══ Entries supplied

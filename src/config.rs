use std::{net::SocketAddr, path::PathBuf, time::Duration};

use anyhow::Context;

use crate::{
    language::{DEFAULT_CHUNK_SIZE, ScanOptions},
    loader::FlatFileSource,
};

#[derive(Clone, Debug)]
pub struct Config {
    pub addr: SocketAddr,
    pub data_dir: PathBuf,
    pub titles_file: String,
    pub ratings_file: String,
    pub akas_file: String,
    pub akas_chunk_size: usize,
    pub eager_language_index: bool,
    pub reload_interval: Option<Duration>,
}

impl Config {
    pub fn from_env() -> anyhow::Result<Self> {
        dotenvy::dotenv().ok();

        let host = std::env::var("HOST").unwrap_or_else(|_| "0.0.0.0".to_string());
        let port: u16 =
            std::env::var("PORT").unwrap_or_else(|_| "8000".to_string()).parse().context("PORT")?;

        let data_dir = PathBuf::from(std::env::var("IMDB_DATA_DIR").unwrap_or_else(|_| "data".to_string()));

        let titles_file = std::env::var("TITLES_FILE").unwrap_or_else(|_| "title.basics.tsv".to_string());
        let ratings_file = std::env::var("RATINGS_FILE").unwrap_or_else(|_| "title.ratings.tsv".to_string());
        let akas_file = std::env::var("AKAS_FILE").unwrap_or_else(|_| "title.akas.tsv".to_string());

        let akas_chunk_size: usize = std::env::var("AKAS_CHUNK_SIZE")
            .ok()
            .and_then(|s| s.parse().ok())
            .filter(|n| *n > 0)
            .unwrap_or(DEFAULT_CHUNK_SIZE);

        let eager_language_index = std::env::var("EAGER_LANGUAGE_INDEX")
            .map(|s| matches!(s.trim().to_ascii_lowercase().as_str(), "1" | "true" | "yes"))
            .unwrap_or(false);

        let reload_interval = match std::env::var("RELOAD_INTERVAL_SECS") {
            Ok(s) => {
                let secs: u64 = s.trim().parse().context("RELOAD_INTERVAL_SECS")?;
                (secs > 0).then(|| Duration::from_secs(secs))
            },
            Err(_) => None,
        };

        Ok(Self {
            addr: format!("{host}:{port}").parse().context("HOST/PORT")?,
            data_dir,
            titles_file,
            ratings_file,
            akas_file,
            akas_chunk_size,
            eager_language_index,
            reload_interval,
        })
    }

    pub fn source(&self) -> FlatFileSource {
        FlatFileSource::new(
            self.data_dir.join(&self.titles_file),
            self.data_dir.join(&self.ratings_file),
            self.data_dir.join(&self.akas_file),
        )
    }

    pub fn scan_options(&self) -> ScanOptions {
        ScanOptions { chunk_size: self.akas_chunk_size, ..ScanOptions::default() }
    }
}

════
══ Entries supplied

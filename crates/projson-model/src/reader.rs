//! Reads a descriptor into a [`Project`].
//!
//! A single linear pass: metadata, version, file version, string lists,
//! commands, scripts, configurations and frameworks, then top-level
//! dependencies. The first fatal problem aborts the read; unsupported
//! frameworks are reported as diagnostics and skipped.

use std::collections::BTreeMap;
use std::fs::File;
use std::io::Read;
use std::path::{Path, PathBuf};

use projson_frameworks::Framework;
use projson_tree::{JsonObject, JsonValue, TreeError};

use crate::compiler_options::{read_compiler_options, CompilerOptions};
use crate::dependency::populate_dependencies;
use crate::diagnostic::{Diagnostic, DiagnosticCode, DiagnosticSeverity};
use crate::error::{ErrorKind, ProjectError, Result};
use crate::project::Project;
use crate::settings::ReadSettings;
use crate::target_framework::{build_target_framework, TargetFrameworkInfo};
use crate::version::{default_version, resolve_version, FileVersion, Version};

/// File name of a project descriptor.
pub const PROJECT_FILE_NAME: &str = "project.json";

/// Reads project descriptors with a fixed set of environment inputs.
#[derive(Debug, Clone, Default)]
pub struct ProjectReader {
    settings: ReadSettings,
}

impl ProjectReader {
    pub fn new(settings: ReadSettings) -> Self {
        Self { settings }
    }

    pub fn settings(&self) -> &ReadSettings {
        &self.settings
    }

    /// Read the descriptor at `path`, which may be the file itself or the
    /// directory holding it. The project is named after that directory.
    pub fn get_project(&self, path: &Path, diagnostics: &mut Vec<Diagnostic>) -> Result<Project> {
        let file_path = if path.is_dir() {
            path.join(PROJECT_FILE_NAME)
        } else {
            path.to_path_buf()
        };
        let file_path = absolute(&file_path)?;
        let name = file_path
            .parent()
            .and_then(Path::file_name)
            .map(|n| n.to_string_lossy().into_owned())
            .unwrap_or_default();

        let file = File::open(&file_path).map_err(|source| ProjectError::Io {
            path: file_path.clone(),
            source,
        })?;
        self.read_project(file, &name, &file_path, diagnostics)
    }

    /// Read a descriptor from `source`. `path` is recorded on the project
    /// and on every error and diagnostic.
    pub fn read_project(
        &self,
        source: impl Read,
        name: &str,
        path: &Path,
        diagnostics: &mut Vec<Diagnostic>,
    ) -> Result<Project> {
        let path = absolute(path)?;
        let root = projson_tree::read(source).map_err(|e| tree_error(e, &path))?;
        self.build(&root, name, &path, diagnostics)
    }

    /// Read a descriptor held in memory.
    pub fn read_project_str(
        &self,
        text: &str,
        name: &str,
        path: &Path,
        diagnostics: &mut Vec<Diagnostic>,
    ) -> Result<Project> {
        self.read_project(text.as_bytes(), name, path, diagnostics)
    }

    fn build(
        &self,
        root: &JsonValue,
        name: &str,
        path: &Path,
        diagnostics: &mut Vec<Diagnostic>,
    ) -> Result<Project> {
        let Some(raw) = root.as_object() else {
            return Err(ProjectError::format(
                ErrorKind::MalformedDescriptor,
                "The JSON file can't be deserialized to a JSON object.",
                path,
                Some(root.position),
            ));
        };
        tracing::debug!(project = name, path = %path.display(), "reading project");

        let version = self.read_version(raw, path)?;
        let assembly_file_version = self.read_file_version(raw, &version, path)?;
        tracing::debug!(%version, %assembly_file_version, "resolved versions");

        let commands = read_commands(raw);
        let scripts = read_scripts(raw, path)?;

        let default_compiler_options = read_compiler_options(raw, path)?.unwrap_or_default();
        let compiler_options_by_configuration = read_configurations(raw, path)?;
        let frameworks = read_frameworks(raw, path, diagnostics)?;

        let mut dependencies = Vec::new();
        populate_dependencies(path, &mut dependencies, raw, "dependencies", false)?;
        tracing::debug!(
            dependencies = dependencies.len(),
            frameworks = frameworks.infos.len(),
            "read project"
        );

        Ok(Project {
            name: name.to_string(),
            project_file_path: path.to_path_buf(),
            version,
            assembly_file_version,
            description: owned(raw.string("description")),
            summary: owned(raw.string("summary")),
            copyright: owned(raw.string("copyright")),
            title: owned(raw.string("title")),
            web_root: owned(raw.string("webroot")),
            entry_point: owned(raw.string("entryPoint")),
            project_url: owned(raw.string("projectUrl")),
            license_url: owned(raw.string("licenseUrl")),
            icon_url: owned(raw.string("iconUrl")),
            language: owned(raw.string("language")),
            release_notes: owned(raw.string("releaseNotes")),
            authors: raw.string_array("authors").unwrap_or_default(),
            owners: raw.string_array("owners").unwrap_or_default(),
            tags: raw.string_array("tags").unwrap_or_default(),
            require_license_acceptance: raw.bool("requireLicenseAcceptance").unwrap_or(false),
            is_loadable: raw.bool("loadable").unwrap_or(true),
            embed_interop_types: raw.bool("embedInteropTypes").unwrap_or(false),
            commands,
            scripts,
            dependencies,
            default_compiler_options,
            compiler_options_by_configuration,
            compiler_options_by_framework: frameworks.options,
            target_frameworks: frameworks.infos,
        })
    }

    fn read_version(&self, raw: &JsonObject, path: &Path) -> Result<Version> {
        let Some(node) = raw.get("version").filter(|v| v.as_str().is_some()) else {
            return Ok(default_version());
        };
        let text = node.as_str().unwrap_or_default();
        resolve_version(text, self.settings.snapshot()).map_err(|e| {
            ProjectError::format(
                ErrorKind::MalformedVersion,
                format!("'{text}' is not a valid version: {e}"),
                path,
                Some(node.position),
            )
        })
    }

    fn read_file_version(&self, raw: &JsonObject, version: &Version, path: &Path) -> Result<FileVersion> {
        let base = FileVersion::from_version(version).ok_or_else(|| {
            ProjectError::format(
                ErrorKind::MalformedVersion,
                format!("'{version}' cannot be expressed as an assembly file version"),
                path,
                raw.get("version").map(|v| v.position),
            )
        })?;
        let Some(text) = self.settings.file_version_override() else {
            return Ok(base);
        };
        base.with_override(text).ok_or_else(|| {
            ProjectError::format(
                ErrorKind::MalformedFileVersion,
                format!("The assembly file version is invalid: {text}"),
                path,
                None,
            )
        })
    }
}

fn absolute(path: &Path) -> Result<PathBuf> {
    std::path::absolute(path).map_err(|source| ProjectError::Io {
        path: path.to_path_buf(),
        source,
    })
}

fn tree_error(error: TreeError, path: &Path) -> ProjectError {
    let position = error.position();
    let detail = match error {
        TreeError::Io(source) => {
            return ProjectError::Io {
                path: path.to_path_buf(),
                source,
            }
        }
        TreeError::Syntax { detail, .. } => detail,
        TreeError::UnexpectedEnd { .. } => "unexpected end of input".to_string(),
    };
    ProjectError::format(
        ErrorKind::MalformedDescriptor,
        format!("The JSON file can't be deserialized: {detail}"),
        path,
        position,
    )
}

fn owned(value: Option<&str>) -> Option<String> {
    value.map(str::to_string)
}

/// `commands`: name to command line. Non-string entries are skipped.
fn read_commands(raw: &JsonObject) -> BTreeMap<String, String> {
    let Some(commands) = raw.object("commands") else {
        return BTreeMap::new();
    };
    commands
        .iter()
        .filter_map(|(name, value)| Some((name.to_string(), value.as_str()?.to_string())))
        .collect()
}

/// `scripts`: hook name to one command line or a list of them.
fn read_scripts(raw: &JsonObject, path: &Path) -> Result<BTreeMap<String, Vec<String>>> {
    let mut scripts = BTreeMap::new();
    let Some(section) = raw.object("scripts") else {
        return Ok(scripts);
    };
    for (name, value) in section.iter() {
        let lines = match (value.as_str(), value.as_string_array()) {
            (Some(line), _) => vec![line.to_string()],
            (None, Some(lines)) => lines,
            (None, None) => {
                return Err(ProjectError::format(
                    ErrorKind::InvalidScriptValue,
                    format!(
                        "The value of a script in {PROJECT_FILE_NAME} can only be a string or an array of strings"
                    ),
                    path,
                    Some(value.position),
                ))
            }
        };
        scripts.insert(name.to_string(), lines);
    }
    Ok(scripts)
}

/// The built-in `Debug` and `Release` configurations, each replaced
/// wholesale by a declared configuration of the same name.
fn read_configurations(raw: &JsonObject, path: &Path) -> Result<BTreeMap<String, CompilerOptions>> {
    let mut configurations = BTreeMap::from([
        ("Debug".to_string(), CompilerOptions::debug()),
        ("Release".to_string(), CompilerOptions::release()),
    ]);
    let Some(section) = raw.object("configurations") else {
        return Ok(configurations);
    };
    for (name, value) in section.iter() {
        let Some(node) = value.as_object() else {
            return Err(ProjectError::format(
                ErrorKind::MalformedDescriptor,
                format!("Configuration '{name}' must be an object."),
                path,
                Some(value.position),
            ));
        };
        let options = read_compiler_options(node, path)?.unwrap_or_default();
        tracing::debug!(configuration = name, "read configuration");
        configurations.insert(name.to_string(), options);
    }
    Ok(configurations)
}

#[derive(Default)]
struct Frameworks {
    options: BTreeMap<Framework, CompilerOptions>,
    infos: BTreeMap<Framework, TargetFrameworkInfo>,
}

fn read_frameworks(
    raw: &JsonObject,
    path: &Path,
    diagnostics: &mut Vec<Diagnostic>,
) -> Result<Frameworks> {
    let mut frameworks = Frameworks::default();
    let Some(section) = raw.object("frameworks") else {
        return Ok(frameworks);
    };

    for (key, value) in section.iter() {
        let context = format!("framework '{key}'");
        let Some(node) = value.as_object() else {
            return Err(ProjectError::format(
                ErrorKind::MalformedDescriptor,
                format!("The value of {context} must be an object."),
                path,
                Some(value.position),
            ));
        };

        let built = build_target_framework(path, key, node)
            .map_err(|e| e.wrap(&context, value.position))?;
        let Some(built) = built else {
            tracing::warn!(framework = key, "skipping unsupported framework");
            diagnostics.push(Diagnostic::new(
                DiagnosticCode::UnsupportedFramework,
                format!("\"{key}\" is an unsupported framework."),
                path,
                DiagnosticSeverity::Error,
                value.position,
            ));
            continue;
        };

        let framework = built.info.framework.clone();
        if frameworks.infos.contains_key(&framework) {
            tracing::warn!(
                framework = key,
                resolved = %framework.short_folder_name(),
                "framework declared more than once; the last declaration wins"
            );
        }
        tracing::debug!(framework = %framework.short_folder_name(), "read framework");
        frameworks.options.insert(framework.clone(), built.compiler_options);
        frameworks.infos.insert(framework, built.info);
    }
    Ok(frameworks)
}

════
══ Entries supplied

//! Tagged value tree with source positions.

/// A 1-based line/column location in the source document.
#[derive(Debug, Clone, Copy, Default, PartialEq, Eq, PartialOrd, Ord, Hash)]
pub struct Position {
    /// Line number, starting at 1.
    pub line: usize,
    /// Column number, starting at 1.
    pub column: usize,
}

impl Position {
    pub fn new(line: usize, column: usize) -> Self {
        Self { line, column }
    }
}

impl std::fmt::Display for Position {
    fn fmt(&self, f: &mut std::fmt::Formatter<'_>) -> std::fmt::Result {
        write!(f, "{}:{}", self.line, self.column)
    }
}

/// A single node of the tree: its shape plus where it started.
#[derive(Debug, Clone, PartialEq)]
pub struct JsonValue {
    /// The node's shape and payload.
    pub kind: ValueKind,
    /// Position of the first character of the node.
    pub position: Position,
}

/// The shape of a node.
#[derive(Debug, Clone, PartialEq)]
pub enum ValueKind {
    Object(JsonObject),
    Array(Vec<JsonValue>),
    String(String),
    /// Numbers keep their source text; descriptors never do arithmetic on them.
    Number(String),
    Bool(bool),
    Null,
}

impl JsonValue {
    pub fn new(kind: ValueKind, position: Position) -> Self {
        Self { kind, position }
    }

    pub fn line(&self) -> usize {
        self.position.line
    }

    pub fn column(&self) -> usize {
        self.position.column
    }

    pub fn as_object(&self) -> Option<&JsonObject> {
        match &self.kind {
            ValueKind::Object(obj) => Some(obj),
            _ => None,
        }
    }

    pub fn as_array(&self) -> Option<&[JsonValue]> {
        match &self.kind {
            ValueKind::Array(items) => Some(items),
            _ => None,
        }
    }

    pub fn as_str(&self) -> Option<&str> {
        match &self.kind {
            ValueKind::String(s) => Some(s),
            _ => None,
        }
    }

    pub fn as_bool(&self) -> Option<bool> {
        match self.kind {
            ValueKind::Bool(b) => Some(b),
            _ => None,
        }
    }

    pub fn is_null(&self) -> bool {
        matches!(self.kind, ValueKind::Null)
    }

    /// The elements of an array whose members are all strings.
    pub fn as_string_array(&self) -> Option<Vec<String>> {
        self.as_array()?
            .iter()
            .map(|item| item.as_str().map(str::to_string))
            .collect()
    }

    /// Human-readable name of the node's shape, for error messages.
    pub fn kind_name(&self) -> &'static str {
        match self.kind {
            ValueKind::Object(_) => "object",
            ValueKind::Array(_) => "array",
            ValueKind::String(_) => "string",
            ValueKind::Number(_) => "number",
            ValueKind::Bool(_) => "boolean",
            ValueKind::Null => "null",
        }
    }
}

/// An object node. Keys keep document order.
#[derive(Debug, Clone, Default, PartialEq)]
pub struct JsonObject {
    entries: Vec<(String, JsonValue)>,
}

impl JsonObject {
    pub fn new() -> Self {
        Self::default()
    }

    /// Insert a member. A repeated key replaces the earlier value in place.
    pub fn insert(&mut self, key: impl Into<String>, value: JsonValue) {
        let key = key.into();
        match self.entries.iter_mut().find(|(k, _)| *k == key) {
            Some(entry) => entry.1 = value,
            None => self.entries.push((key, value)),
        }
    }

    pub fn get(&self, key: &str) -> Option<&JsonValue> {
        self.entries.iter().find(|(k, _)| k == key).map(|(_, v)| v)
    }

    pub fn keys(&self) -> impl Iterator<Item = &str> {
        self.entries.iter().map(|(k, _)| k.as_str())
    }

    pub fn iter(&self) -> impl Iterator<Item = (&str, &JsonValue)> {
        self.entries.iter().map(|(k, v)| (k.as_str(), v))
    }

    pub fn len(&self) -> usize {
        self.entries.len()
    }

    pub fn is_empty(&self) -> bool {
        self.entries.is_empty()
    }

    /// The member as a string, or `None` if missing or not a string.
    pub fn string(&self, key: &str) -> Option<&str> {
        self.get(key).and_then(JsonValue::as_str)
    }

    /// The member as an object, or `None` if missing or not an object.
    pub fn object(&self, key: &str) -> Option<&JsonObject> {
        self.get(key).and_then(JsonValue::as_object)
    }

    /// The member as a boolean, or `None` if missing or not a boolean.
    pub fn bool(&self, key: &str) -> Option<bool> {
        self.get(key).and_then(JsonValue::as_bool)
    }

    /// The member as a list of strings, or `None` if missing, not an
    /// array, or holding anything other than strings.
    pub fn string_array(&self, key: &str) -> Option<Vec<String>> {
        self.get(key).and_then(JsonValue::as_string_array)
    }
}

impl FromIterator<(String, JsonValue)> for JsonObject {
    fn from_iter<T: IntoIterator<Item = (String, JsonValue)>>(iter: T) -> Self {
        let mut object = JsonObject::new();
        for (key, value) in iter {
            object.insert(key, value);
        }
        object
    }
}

════

§ **Assignment**: Using the entries above, repeat only the lines from the one containing "value in place." through the one containing "pub fn object(&self, key: &str)", end lines included.

§ **Your response**:
    /// Insert a member. A repeated key replaces the earlier value in place.
    pub fn insert(&mut self, key: impl Into<String>, value: JsonValue) {
        let key = key.into();
        match self.entries.iter_mut().find(|(k, _)| *k == key) {
            Some(entry) => entry.1 = value,
            None => self.entries.push((key, value)),
        }
    }

    pub fn get(&self, key: &str) -> Option<&JsonValue> {
        self.entries.iter().find(|(k, _)| k == key).map(|(_, v)| v)
    }

    pub fn keys(&self) -> impl Iterator<Item = &str> {
        self.entries.iter().map(|(k, _)| k.as_str())
    }

    pub fn iter(&self) -> impl Iterator<Item = (&str, &JsonValue)> {
        self.entries.iter().map(|(k, v)| (k.as_str(), v))
    }

    pub fn len(&self) -> usize {
        self.entries.len()
    }

    pub fn is_empty(&self) -> bool {
        self.entries.is_empty()
    }

    /// The member as a string, or `None` if missing or not a string.
    pub fn string(&self, key: &str) -> Option<&str> {
        self.get(key).and_then(JsonValue::as_str)
    }

    /// The member as an object, or `None` if missing or not an object.
    pub fn object(&self, key: &str) -> Option<&JsonObject> {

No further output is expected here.